## HOW TO COMPLETE THIS TASK
Your output must match the data word for word, with every line included.
BEGIN EXERCISE INPUTS
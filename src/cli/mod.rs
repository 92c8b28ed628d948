use std::process;

use structopt::StructOpt;

use crate::{driver::Driver, errors::QueryResult, logger, pathlib::FilePath, snapshot::SnapshotSession};

mod info;
mod type_at;

pub use info::InfoOptions;
pub use type_at::TypeOptions;

#[derive(Debug, StructOpt)]
#[structopt(name = "tyquery", about = "Type and identifier queries over a typechecked module")]
pub struct Cli {
    #[structopt(
        long, env = "LOG_LEVEL",
        help = "Sets the log level",
        default_value = "warn",
        possible_values = &["off", "error", "warn", "info", "debug", "trace"],
        global = true
    )]
    log_level: log::LevelFilter,

    #[structopt(
        long,
        env = "TYQUERY_SNAPSHOT",
        help = "typechecked snapshot to query",
        default_value = ".tyquery/snapshot.bin",
        global = true
    )]
    snapshot: FilePath,

    #[structopt(subcommand)]
    cmd: Command,
}

#[derive(Debug, StructOpt)]
pub enum Command {
    /// Prints the type of every fragment around a position, innermost first
    Type(TypeOptions),
    /// Prints what is known about an identifier
    Info(InfoOptions),
}

pub fn run() {
    let cli: Cli = Cli::from_args();

    if let Err(err) = logger::init(cli.log_level) {
        eprintln!("could not install logger: {}", err);
    }

    if let Err(err) = dispatch(cli) {
        err.emit();
        process::exit(1);
    }
}

fn dispatch(cli: Cli) -> QueryResult {
    let session = SnapshotSession::open(&cli.snapshot)?;
    let mut driver = Driver::new(session);
    match cli.cmd {
        Command::Type(options) => type_at::action(&mut driver, options),
        Command::Info(options) => info::action(&mut driver, options),
    }
}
END EXERCISE INPUTS
## RESULT FOR THIS TASK
filename src/cli/mod.rs
repository 92c8b28ed628d948
use std::process;

use structopt::StructOpt;

use crate::{driver::Driver, errors::QueryResult, logger, pathlib::FilePath, snapshot::SnapshotSession};

mod info;
mod type_at;

pub use info::InfoOptions;
pub use type_at::TypeOptions;

#[derive(Debug, StructOpt)]
#[structopt(name = "tyquery", about = "Type and identifier queries over a typechecked module")]
pub struct Cli {
    #[structopt(
        long, env = "LOG_LEVEL",
        help = "Sets the log level",
        default_value = "warn",
        possible_values = &["off", "error", "warn", "info", "debug", "trace"],
        global = true
    )]
    log_level: log::LevelFilter,

    #[structopt(
        long,
        env = "TYQUERY_SNAPSHOT",
        help = "typechecked snapshot to query",
        default_value = ".tyquery/snapshot.bin",
        global = true
    )]
    snapshot: FilePath,

    #[structopt(subcommand)]
    cmd: Command,
}

#[derive(Debug, StructOpt)]
pub enum Command {
    /// Prints the type of every fragment around a position, innermost first
    Type(TypeOptions),
    /// Prints what is known about an identifier
    Info(InfoOptions),
}

pub fn run() {
    let cli: Cli = Cli::from_args();

    if let Err(err) = logger::init(cli.log_level) {
        eprintln!("could not install logger: {}", err);
    }

    if let Err(err) = dispatch(cli) {
        err.emit();
        process::exit(1);
    }
}

fn dispatch(cli: Cli) -> QueryResult {
    let session = SnapshotSession::open(&cli.snapshot)?;
    let mut driver = Driver::new(session);
    match cli.cmd {
        Command::Type(options) => type_at::action(&mut driver, options),
        Command::Info(options) => info::action(&mut driver, options),
    }
}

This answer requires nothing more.